Nicka Sewell-Smith:So I think that that's yeah. I think that John Allen was his dad too. I honestly think that. But there were other children. My great-grandmother was the only girl. And then Sarah, great-great-grandmother Sarah. She ends up getting remarried to a man with the last name Star. It's so funny, her maiden name was Bean and then she marries a star. It's a lot of nouns. And so she dies in the Indian territory. She comes back, she dies there, but it's like that marriage license.
Nicka Sewell-Smith:And then it was just like, ok, who's this guy? And like what's to his story? Like he's a doctor, the people were talking about that, talking about them living in Joplin and him running a medical practice, and I'm like and this was just kosher here Like what was happening, because at the time, like race relations were like a lot, especially when you're talking about Kansas, right, kansas was bleeding Kansas Like there was a pro slavery faction and a pro-emancipation you know faction and they were fighting like tooth and nail. So to have my family kind of in the middle of all of this is just, it was an interesting story. So it was like we knew more and we had photos of Sarah. But John, yeah him, it was not like that. So naturally I start going online, find them together and then our DNA matches start popping up.
Crista Cowan:Okay, so this is where the story gets so good for me, right? We're going to kind of pause for just a minute of that piece of the story and we're going to come at this from a totally. For several years, you and I had kind of become genealogy colleagues in that space and then in 2012, of course, ancestry introduced Ancestry DNA, and you, like me, immediately jumped on testing all the people in your family, and I don't know exactly when it was, but I do remember at some point looking at my mom's DNA match list and seeing you listed there as a DNA match.
Nicka Sewell-Smith:Right At first I was like maybe this another Crista Cowan another , like I remember saying. I was like no, this is Crista. And I remember I messaged you like hey, so looks like we're cousins. And I think I think I might have said like hey, you're going to be there, like let's just like meet up and like we actually like literally have a video of the two of us like in person, like talking about us being related, like right after we found out that yeah, and that was so exciting for me because back then we didn't have nearly the tools we have now, right, and so we didn't always know like which side of the family it was or who the shared matches were.
Crista Cowan:And it wasn't a lot of shared DNA, it was so little, in fact, that you and I are not DNA matched no, we're not, so I didn't inherit that bit from my mom, and yet we were determined to figure it out and the fact that I knew we were both proficient enough at family history that we could do that was really exciting for me.

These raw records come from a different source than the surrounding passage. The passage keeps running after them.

//! Ingestion façade for the Tally event collector.
//!
//! Exposes a [`Collector`] backed by any [`tally_core::store::EventStore`].
//! The transport that carries calls to it (and process lifecycle in
//! general) is the caller's responsibility; every entry point here is
//! fire-and-forget and absorbs its own failures, because a collector must
//! never be a stability risk to the process hosting it.

pub mod collector;
pub mod readiness;

pub use collector::{Collector, ServiceState, dump_line};
pub use readiness::{AlwaysReady, BootMarker, Readiness};

#[cfg(test)]
mod tests;
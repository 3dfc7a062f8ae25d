//! Error types for `tally-core`.

use thiserror::Error;

#[derive(Debug, Error)]
pub enum Error {
  /// An event arrived with a kind code outside the known enumeration.
  #[error("unknown event kind code: {0}")]
  UnknownEventKind(i64),

  /// An accessibility event bundle carried no service list at all.
  /// Distinct from an empty list, which is a valid "everything off" signal.
  #[error("accessibility event bundle is missing the enabled service list")]
  MissingServiceList,

  #[error("serialization error: {0}")]
  Serialization(#[from] serde_json::Error),
}

pub type Result<T, E = Error> = std::result::Result<T, E>;
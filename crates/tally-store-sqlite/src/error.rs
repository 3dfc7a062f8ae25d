//! Error type for `tally-store-sqlite`.
//!
//! Errors here surface only for open/migration failures and for scans; the
//! write path converts per-row storage errors into dropped-write outcomes
//! instead (see [`tally_core::store::InsertOutcome`]).

use thiserror::Error;

#[derive(Debug, Error)]
pub enum Error {
  #[error("database error: {0}")]
  Database(#[from] tokio_rusqlite::Error),

  /// A migration step failed; startup must abort rather than run against a
  /// half-upgraded table.
  #[error("migration to schema version {version} failed: {source}")]
  Migration {
    version: i64,
    source:  rusqlite::Error,
  },

  /// A stored row carries an event-kind code this build does not know.
  #[error("stored row {id} has unknown event kind code {code}")]
  UnknownEventKind { id: i64, code: i64 },

  #[error("date/time parse error: {0}")]
  DateParse(String),
}

pub type Result<T, E = Error> = std::result::Result<T, E>;
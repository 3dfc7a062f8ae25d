//! [`Collector`] — the single ingestion entry point.
//!
//! Routes each inbound call through decode → normalise → capacity-gated
//! persistence. Nothing here is allowed to raise an error back across the
//! call boundary: every failure path is a typed value consumed by logging.

use tally_core::{
  event::{DataEvent, EventBundle, EventKind, EventRecord},
  normalize::{normalize, package_record},
  store::{EventStore, InsertOutcome},
};

use crate::readiness::Readiness;

// ─── State ───────────────────────────────────────────────────────────────────

/// The façade's observable state, derived fresh per call.
#[derive(Debug, Clone, Copy, PartialEq, Eq)]
pub enum ServiceState {
  /// The host has not signalled boot-complete; ingestion calls are no-ops.
  NotReady,
  Ready,
  /// The store failed to open at composition time; all calls are logged
  /// no-ops for the lifetime of the process.
  Failed,
}

// ─── Collector ───────────────────────────────────────────────────────────────

/// The ingestion façade.
///
/// Constructed with its store and readiness probe injected; holds no global
/// state. Safe to invoke from any number of concurrent callers — writes
/// serialise inside the store.
pub struct Collector<S, R> {
  store:     Option<S>,
  readiness: R,
}

impl<S: EventStore, R: Readiness> Collector<S, R> {
  /// A collector over an opened store.
  pub fn new(store: S, readiness: R) -> Self {
    Self { store: Some(store), readiness }
  }

  /// A permanently failed collector, for hosts whose store did not open.
  /// Every call is safe and returns successfully; nothing is recorded.
  pub fn failed(readiness: R) -> Self {
    tracing::error!("event store unavailable; collector starting failed");
    Self { store: None, readiness }
  }

  /// Current state; the readiness probe is polled on every call.
  pub fn state(&self) -> ServiceState {
    match &self.store {
      None => ServiceState::Failed,
      Some(_) if !self.readiness.booted() => ServiceState::NotReady,
      Some(_) => ServiceState::Ready,
    }
  }

  /// Feature-gating hook; a stable surface with no persisted effect yet.
  pub fn enable(&self) {
    tracing::info!("data collection enabled");
  }

  /// Feature-gating hook; a stable surface with no persisted effect yet.
  pub fn disable(&self) {
    tracing::info!("data collection disabled");
  }

  /// Record a single package name under `kind`.
  ///
  /// Fire-and-forget: drops (unready, full table, storage failure) are
  /// logged, never surfaced.
  pub async fn collect(&self, kind: EventKind, package: &str) {
    let Some(store) = self.gate("collect") else { return };

    let record = package_record(kind, package);
    match store.insert(record).await {
      Ok(InsertOutcome::Stored(id)) => {
        tracing::debug!(id, kind = kind.code(), package, "recorded package");
      }
      Ok(InsertOutcome::Dropped(reason)) => {
        tracing::debug!(?reason, package, "dropped package record");
      }
      Err(e) => {
        tracing::warn!(error = %e, package, "store rejected collect call");
      }
    }
  }

  /// Generic event path: decode the wire bundle, normalise, persist.
  ///
  /// Unknown kind codes and malformed bundles are recoverable decode
  /// failures — logged and dropped, with the call still succeeding.
  pub async fn notify_event(&self, code: i64, bundle: EventBundle) {
    let Some(store) = self.gate("notify_event") else { return };

    let event = match DataEvent::decode(code, bundle) {
      Ok(event) => event,
      Err(e) => {
        tracing::warn!(error = %e, code, "ignoring undecodable data event");
        return;
      }
    };

    let records = normalize(&event);
    if records.is_empty() {
      tracing::debug!(kind = event.kind().code(), "event normalised to no records");
      return;
    }

    match store.insert_many(records).await {
      Ok(outcomes) => {
        let stored = outcomes.iter().filter(|o| o.is_stored()).count();
        let dropped = outcomes.len() - stored;
        tracing::debug!(stored, dropped, kind = event.kind().code(), "persisted data event");
      }
      Err(e) => {
        tracing::warn!(error = %e, code, "store rejected data event");
      }
    }
  }

  /// Render every stored row as a log line, in insertion order.
  pub async fn dump(&self) {
    let Some(store) = self.store.as_ref() else {
      tracing::debug!("dump skipped; store unavailable");
      return;
    };

    match store.scan_all().await {
      Ok(rows) => {
        for row in &rows {
          tracing::info!("{}", dump_line(row));
        }
      }
      Err(e) => tracing::warn!(error = %e, "dump scan failed"),
    }
  }

  /// Resolve the store for an ingestion call, logging the skip reason when
  /// the service is not `Ready`.
  fn gate(&self, call: &str) -> Option<&S> {
    match self.state() {
      ServiceState::Ready => self.store.as_ref(),
      ServiceState::NotReady => {
        tracing::debug!(call, "system not booted; ignoring ingestion call");
        None
      }
      ServiceState::Failed => {
        tracing::debug!(call, "store unavailable; ignoring ingestion call");
        None
      }
    }
  }
}

/// The diagnostic dump rendering of one record:
/// `<event_kind> <subject> <state> <created_at>`, space-joined.
pub fn dump_line(record: &EventRecord) -> String {
  format!(
    "{} {} {} {}",
    record.kind.code(),
    record.subject,
    record.state.as_str(),
    record.created_at.to_rfc3339(),
  )
}
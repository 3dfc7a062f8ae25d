//! [`SqliteStore`] — the SQLite implementation of [`EventStore`].

use std::path::Path;

use chrono::Utc;
use tally_core::{
  capacity::Capacity,
  event::{EventRecord, NewRecord},
  store::{DropReason, EventStore, InsertOutcome},
};

use crate::{
  encode::{RawRecord, encode_dt},
  schema::{self, OPEN_PRAGMAS},
  Error, Result,
};

// ─── Store ───────────────────────────────────────────────────────────────────

/// A Tally event store backed by a single SQLite file.
///
/// Cloning is cheap — the inner connection is reference-counted. All access
/// runs on the connection's dedicated thread, which serialises every write
/// (and the capacity check that gates it) through one logical writer.
#[derive(Clone)]
pub struct SqliteStore {
  conn:     tokio_rusqlite::Connection,
  capacity: Capacity,
}

impl SqliteStore {
  /// Open (or create) a store at `path` and bring the schema up to the
  /// target version.
  ///
  /// # Errors
  ///
  /// Fails if the database cannot be opened at all, or if any pending
  /// migration step fails; a half-upgraded table must abort startup.
  pub async fn open(path: impl AsRef<Path>, capacity: Capacity) -> Result<Self> {
    let conn = tokio_rusqlite::Connection::open(path).await?;
    let store = Self { conn, capacity };
    store.migrate().await?;
    Ok(store)
  }

  /// Open an in-memory store — useful for testing.
  pub async fn open_in_memory(capacity: Capacity) -> Result<Self> {
    let conn = tokio_rusqlite::Connection::open_in_memory().await?;
    let store = Self { conn, capacity };
    store.migrate().await?;
    Ok(store)
  }

  /// Apply every migration step between the stored version and
  /// [`schema::TARGET_VERSION`], in order. A no-op when already current.
  async fn migrate(&self) -> Result<()> {
    self.conn.call(|conn| Ok(run_migrations(conn))).await?
  }

  /// The schema version currently persisted in the database.
  pub async fn schema_version(&self) -> Result<i64> {
    let version = self
      .conn
      .call(|conn| {
        let v: i64 = conn.query_row("PRAGMA user_version", [], |r| r.get(0))?;
        Ok(v)
      })
      .await?;
    Ok(version)
  }

  /// The configured row ceiling.
  pub fn capacity(&self) -> Capacity {
    self.capacity
  }
}

// ─── Connection-thread helpers ───────────────────────────────────────────────

fn db(e: rusqlite::Error) -> Error {
  Error::Database(e.into())
}

fn run_migrations(conn: &mut rusqlite::Connection) -> Result<()> {
  conn.execute_batch(OPEN_PRAGMAS).map_err(db)?;

  let stored: i64 = conn
    .query_row("PRAGMA user_version", [], |r| r.get(0))
    .map_err(db)?;

  for step in schema::pending(stored) {
    tracing::info!(version = step.version, "applying schema migration");
    conn
      .execute_batch(step.ddl)
      .and_then(|()| conn.pragma_update(None, "user_version", step.version))
      .map_err(|e| Error::Migration { version: step.version, source: e })?;
  }

  Ok(())
}

fn count_rows(conn: &rusqlite::Connection) -> rusqlite::Result<u64> {
  let n: i64 = conn.query_row("SELECT COUNT(*) FROM events", [], |r| r.get(0))?;
  Ok(u64::try_from(n).unwrap_or(0))
}

/// Gate-then-insert for a single record. Runs entirely on the connection
/// thread, so no other writer can interleave between the count and the
/// INSERT. Ordinary storage errors are logged and become dropped writes.
fn insert_row(
  conn: &rusqlite::Connection,
  capacity: Capacity,
  record: &NewRecord,
  created_at: &str,
) -> InsertOutcome {
  match count_rows(conn) {
    Ok(rows) if capacity.is_full(rows) => {
      tracing::debug!(rows, "event table is full; dropping record");
      return InsertOutcome::Dropped(DropReason::CapacityExceeded);
    }
    Ok(_) => {}
    Err(e) => {
      tracing::warn!(error = %e, "row count failed; dropping record");
      return InsertOutcome::Dropped(DropReason::StorageFailed);
    }
  }

  let written = conn.execute(
    "INSERT INTO events (event_kind, subject, state, created_at)
     VALUES (?1, ?2, ?3, ?4)",
    rusqlite::params![
      record.kind.code(),
      record.subject,
      record.state.as_str(),
      created_at,
    ],
  );

  match written {
    Ok(_) => InsertOutcome::Stored(conn.last_insert_rowid()),
    Err(e) => {
      tracing::warn!(error = %e, subject = %record.subject, "insert failed; dropping record");
      InsertOutcome::Dropped(DropReason::StorageFailed)
    }
  }
}

// ─── EventStore impl ─────────────────────────────────────────────────────────

impl EventStore for SqliteStore {
  type Error = Error;

  async fn insert(&self, record: NewRecord) -> Result<InsertOutcome> {
    let capacity = self.capacity;
    let created_at = encode_dt(Utc::now());

    let outcome = self
      .conn
      .call(move |conn| Ok(insert_row(conn, capacity, &record, &created_at)))
      .await?;
    Ok(outcome)
  }

  async fn insert_many(
    &self,
    records: Vec<NewRecord>,
  ) -> Result<Vec<InsertOutcome>> {
    let capacity = self.capacity;
    let created_at = encode_dt(Utc::now());

    let outcomes = self
      .conn
      .call(move |conn| {
        Ok(
          records
            .iter()
            .map(|record| insert_row(conn, capacity, record, &created_at))
            .collect::<Vec<_>>(),
        )
      })
      .await?;
    Ok(outcomes)
  }

  async fn scan_all(&self) -> Result<Vec<EventRecord>> {
    let raws: Vec<RawRecord> = self
      .conn
      .call(|conn| {
        let mut stmt = conn.prepare(
          "SELECT id, event_kind, subject, state, created_at
           FROM events ORDER BY id",
        )?;
        let rows = stmt
          .query_map([], |row| {
            Ok(RawRecord {
              id:         row.get(0)?,
              kind_code:  row.get(1)?,
              subject:    row.get(2)?,
              state:      row.get(3)?,
              created_at: row.get(4)?,
            })
          })?
          .collect::<rusqlite::Result<Vec<_>>>()?;
        Ok(rows)
      })
      .await?;

    raws.into_iter().map(RawRecord::into_record).collect()
  }

  async fn row_count(&self) -> Result<u64> {
    let n = self
      .conn
      .call(|conn| Ok(count_rows(conn)?))
      .await?;
    Ok(n)
  }

  async fn reset(&self) -> Result<()> {
    // DELETE leaves `user_version` and the AUTOINCREMENT sequence alone, so
    // the schema survives and ids are never reused.
    self
      .conn
      .call(|conn| {
        conn.execute("DELETE FROM events", [])?;
        Ok(())
      })
      .await?;
    Ok(())
  }
}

Crista Cowan:But of course, my mom's family is all from the South and I know that she has slaveholders in her family tree, and so my initial immediate assumption was that our connection was going to be through slavery and I, like it wasn't that I was hesitant to confront that, but I hadn't to that point in my family history. Research really looked into the lives of the people that my family had enslaved, had acknowledged that they were enslavers but hadn't documented anybody that they had enslaved, and so this was, I think, probably the impetus for me to start doing that was just the simple fact that you popped up as a DNA match to me, and all of a sudden I realized that maybe I had an obligation or some kind of a, and duty sounds like such a heavy word, but like I wanted to make sure that I did that, and so I think the thing that I think a lot of people don't realize is the amount of time that sometimes these things take Right, because you and I both worked on it from our separate directions for almost three years.
Nicka Sewell-Smith:Right, it took. Yeah, it took a while because, again, we were in the Stone Age from 2013, 2014, 2015. We didn't even have labeling, didn't reflect color coding. We didn't have any of that, we just had. Here's your match list. Okay, work, you know like that was it.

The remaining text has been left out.